== Given records

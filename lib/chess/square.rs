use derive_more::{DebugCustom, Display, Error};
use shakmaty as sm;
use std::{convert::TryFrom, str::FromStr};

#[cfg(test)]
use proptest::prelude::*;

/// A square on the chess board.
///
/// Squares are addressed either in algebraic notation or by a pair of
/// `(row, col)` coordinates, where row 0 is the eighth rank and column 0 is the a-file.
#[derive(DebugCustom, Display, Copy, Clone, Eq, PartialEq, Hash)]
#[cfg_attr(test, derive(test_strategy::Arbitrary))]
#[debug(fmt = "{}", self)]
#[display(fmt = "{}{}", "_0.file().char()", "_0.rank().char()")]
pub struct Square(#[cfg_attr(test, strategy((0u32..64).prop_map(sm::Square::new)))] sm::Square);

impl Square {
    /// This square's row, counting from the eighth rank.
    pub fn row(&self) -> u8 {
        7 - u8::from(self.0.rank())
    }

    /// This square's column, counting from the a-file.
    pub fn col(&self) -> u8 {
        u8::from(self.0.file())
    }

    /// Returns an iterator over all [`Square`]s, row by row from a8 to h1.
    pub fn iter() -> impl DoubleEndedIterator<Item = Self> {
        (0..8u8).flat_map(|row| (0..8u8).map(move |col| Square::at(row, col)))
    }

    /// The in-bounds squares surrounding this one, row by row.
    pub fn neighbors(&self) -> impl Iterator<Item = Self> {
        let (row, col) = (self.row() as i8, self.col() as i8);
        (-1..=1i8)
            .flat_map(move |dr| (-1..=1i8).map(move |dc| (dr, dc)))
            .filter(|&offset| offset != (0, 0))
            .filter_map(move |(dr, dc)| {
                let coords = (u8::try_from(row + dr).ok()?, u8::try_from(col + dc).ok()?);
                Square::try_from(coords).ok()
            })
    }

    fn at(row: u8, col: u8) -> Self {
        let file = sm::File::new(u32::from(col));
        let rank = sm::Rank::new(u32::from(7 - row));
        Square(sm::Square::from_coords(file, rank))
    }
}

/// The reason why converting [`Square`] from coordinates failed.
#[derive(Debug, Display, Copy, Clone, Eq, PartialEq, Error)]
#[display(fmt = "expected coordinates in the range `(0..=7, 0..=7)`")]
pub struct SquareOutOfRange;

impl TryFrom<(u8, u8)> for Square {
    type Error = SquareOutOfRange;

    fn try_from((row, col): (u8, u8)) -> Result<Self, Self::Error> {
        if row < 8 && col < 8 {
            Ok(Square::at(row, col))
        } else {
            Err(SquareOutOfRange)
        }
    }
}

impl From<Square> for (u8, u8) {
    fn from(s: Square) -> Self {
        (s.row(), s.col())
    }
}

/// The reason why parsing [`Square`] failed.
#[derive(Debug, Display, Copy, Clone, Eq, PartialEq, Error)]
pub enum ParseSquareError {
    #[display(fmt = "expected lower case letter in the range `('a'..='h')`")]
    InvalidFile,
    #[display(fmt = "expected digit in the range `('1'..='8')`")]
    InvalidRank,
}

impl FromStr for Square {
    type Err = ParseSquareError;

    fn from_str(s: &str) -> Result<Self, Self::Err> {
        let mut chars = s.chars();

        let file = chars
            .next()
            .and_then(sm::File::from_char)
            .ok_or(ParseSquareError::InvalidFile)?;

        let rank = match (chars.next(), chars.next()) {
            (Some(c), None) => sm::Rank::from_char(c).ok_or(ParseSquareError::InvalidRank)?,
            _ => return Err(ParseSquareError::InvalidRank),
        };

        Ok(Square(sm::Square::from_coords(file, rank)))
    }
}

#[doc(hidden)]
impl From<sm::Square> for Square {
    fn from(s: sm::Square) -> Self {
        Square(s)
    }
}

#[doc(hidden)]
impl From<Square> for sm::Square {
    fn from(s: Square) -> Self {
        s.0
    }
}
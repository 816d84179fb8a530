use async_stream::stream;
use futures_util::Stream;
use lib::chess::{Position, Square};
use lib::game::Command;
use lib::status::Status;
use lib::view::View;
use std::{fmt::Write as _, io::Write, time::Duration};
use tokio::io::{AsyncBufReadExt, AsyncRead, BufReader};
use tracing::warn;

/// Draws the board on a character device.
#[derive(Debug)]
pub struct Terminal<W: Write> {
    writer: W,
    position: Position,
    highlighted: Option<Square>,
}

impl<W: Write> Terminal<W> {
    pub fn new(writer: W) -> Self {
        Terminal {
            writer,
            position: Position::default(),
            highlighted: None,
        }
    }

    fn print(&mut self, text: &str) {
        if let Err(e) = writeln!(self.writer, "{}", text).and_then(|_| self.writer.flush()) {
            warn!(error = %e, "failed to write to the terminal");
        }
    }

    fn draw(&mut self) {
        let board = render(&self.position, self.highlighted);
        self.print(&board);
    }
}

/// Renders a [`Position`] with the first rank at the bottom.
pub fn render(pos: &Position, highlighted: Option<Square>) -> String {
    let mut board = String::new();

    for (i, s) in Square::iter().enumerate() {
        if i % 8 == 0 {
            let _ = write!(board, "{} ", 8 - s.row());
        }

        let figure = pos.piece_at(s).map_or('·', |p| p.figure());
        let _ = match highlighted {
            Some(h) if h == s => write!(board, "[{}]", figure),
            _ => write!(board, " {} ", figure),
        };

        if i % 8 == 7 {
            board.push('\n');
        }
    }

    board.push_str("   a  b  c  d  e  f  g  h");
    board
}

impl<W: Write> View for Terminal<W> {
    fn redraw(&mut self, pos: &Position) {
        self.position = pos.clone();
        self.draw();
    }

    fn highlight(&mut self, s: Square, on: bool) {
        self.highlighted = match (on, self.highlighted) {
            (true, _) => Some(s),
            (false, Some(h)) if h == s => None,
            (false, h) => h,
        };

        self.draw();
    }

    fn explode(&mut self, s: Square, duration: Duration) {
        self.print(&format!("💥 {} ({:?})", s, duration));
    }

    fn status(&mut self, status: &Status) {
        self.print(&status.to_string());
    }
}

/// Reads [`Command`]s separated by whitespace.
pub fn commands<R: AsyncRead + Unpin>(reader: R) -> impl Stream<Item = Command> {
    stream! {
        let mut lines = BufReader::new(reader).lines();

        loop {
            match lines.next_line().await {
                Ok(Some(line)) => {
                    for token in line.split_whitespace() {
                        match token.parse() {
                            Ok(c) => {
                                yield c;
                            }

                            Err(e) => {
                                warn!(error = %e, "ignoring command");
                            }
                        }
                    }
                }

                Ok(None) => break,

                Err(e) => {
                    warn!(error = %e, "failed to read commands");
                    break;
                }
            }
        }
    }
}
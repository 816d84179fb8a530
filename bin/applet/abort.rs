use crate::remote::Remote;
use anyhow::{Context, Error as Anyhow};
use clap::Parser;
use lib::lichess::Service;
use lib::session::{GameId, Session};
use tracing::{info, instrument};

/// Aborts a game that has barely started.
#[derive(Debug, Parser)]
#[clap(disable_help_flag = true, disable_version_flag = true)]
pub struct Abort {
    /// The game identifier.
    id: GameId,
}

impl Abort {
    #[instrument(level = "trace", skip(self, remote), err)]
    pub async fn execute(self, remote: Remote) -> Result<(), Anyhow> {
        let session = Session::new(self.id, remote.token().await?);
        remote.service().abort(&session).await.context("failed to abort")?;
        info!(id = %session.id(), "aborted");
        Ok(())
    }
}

====

How to complete this task - An exact restatement of the data above is required.

Result of this exercise -
filename lib/chess/square.rs
use derive_more::{DebugCustom, Display, Error};
use shakmaty as sm;
use std::{convert::TryFrom, str::FromStr};

#[cfg(test)]
use proptest::prelude::*;

/// A square on the chess board.
///
/// Squares are addressed either in algebraic notation or by a pair of
/// `(row, col)` coordinates, where row 0 is the eighth rank and column 0 is the a-file.
#[derive(DebugCustom, Display, Copy, Clone, Eq, PartialEq, Hash)]
#[cfg_attr(test, derive(test_strategy::Arbitrary))]
#[debug(fmt = "{}", self)]
#[display(fmt = "{}{}", "_0.file().char()", "_0.rank().char()")]
pub struct Square(#[cfg_attr(test, strategy((0u32..64).prop_map(sm::Square::new)))] sm::Square);

impl Square {
    /// This square's row, counting from the eighth rank.
    pub fn row(&self) -> u8 {
        7 - u8::from(self.0.rank())
    }

    /// This square's column, counting from the a-file.
    pub fn col(&self) -> u8 {
        u8::from(self.0.file())
    }

    /// Returns an iterator over all [`Square`]s, row by row from a8 to h1.
    pub fn iter() -> impl DoubleEndedIterator<Item = Self> {
        (0..8u8).flat_map(|row| (0..8u8).map(move |col| Square::at(row, col)))
    }

    /// The in-bounds squares surrounding this one, row by row.
    pub fn neighbors(&self) -> impl Iterator<Item = Self> {
        let (row, col) = (self.row() as i8, self.col() as i8);
        (-1..=1i8)
            .flat_map(move |dr| (-1..=1i8).map(move |dc| (dr, dc)))
            .filter(|&offset| offset != (0, 0))
            .filter_map(move |(dr, dc)| {
                let coords = (u8::try_from(row + dr).ok()?, u8::try_from(col + dc).ok()?);
                Square::try_from(coords).ok()
            })
    }

    fn at(row: u8, col: u8) -> Self {
        let file = sm::File::new(u32::from(col));
        let rank = sm::Rank::new(u32::from(7 - row));
        Square(sm::Square::from_coords(file, rank))
    }
}

/// The reason why converting [`Square`] from coordinates failed.
#[derive(Debug, Display, Copy, Clone, Eq, PartialEq, Error)]
#[display(fmt = "expected coordinates in the range `(0..=7, 0..=7)`")]
pub struct SquareOutOfRange;

impl TryFrom<(u8, u8)> for Square {
    type Error = SquareOutOfRange;

    fn try_from((row, col): (u8, u8)) -> Result<Self, Self::Error> {
        if row < 8 && col < 8 {
            Ok(Square::at(row, col))
        } else {
            Err(SquareOutOfRange)
        }
    }
}

impl From<Square> for (u8, u8) {
    fn from(s: Square) -> Self {
        (s.row(), s.col())
    }
}

/// The reason why parsing [`Square`] failed.
#[derive(Debug, Display, Copy, Clone, Eq, PartialEq, Error)]
pub enum ParseSquareError {
    #[display(fmt = "expected lower case letter in the range `('a'..='h')`")]
    InvalidFile,
    #[display(fmt = "expected digit in the range `('1'..='8')`")]
    InvalidRank,
}

impl FromStr for Square {
    type Err = ParseSquareError;

    fn from_str(s: &str) -> Result<Self, Self::Err> {
        let mut chars = s.chars();

        let file = chars
            .next()
            .and_then(sm::File::from_char)
            .ok_or(ParseSquareError::InvalidFile)?;

        let rank = match (chars.next(), chars.next()) {
            (Some(c), None) => sm::Rank::from_char(c).ok_or(ParseSquareError::InvalidRank)?,
            _ => return Err(ParseSquareError::InvalidRank),
        };

        Ok(Square(sm::Square::from_coords(file, rank)))
    }
}

#[doc(hidden)]
impl From<sm::Square> for Square {
    fn from(s: sm::Square) -> Self {
        Square(s)
    }
}

#[doc(hidden)]
impl From<Square> for sm::Square {
    fn from(s: Square) -> Self {
        s.0
    }
}
repository 816d84179fb8a530
use async_stream::stream;
use futures_util::Stream;
use lib::chess::{Position, Square};
use lib::game::Command;
use lib::status::Status;
use lib::view::View;
use std::{fmt::Write as _, io::Write, time::Duration};
use tokio::io::{AsyncBufReadExt, AsyncRead, BufReader};
use tracing::warn;

/// Draws the board on a character device.
#[derive(Debug)]
pub struct Terminal<W: Write> {
    writer: W,
    position: Position,
    highlighted: Option<Square>,
}

impl<W: Write> Terminal<W> {
    pub fn new(writer: W) -> Self {
        Terminal {
            writer,
            position: Position::default(),
            highlighted: None,
        }
    }

    fn print(&mut self, text: &str) {
        if let Err(e) = writeln!(self.writer, "{}", text).and_then(|_| self.writer.flush()) {
            warn!(error = %e, "failed to write to the terminal");
        }
    }

    fn draw(&mut self) {
        let board = render(&self.position, self.highlighted);
        self.print(&board);
    }
}

/// Renders a [`Position`] with the first rank at the bottom.
pub fn render(pos: &Position, highlighted: Option<Square>) -> String {
    let mut board = String::new();

    for (i, s) in Square::iter().enumerate() {
        if i % 8 == 0 {
            let _ = write!(board, "{} ", 8 - s.row());
        }

        let figure = pos.piece_at(s).map_or('·', |p| p.figure());
        let _ = match highlighted {
            Some(h) if h == s => write!(board, "[{}]", figure),
            _ => write!(board, " {} ", figure),
        };

        if i % 8 == 7 {
            board.push('\n');
        }
    }

    board.push_str("   a  b  c  d  e  f  g  h");
    board
}

impl<W: Write> View for Terminal<W> {
    fn redraw(&mut self, pos: &Position) {
        self.position = pos.clone();
        self.draw();
    }

    fn highlight(&mut self, s: Square, on: bool) {
        self.highlighted = match (on, self.highlighted) {
            (true, _) => Some(s),
            (false, Some(h)) if h == s => None,
            (false, h) => h,
        };

        self.draw();
    }

    fn explode(&mut self, s: Square, duration: Duration) {
        self.print(&format!("💥 {} ({:?})", s, duration));
    }

    fn status(&mut self, status: &Status) {
        self.print(&status.to_string());
    }
}

/// Reads [`Command`]s separated by whitespace.
pub fn commands<R: AsyncRead + Unpin>(reader: R) -> impl Stream<Item = Command> {
    stream! {
        let mut lines = BufReader::new(reader).lines();

        loop {
            match lines.next_line().await {
                Ok(Some(line)) => {
                    for token in line.split_whitespace() {
                        match token.parse() {
                            Ok(c) => {
                                yield c;
                            }

                            Err(e) => {
                                warn!(error = %e, "ignoring command");
                            }
                        }
                    }
                }

                Ok(None) => break,

                Err(e) => {
                    warn!(error = %e, "failed to read commands");
                    break;
                }
            }
        }
    }
}
repository 816d84179fb8a530
filename bin/applet/abort.rs
use crate::remote::Remote;
use anyhow::{Context, Error as Anyhow};
use clap::Parser;
use lib::lichess::Service;
use lib::session::{GameId, Session};
use tracing::{info, instrument};

/// Aborts a game that has barely started.
#[derive(Debug, Parser)]
#[clap(disable_help_flag = true, disable_version_flag = true)]
pub struct Abort {
    /// The game identifier.
    id: GameId,
}

impl Abort {
    #[instrument(level = "trace", skip(self, remote), err)]
    pub async fn execute(self, remote: Remote) -> Result<(), Anyhow> {
        let session = Session::new(self.id, remote.token().await?);
        remote.service().abort(&session).await.context("failed to abort")?;
        info!(id = %session.id(), "aborted");
        Ok(())
    }
}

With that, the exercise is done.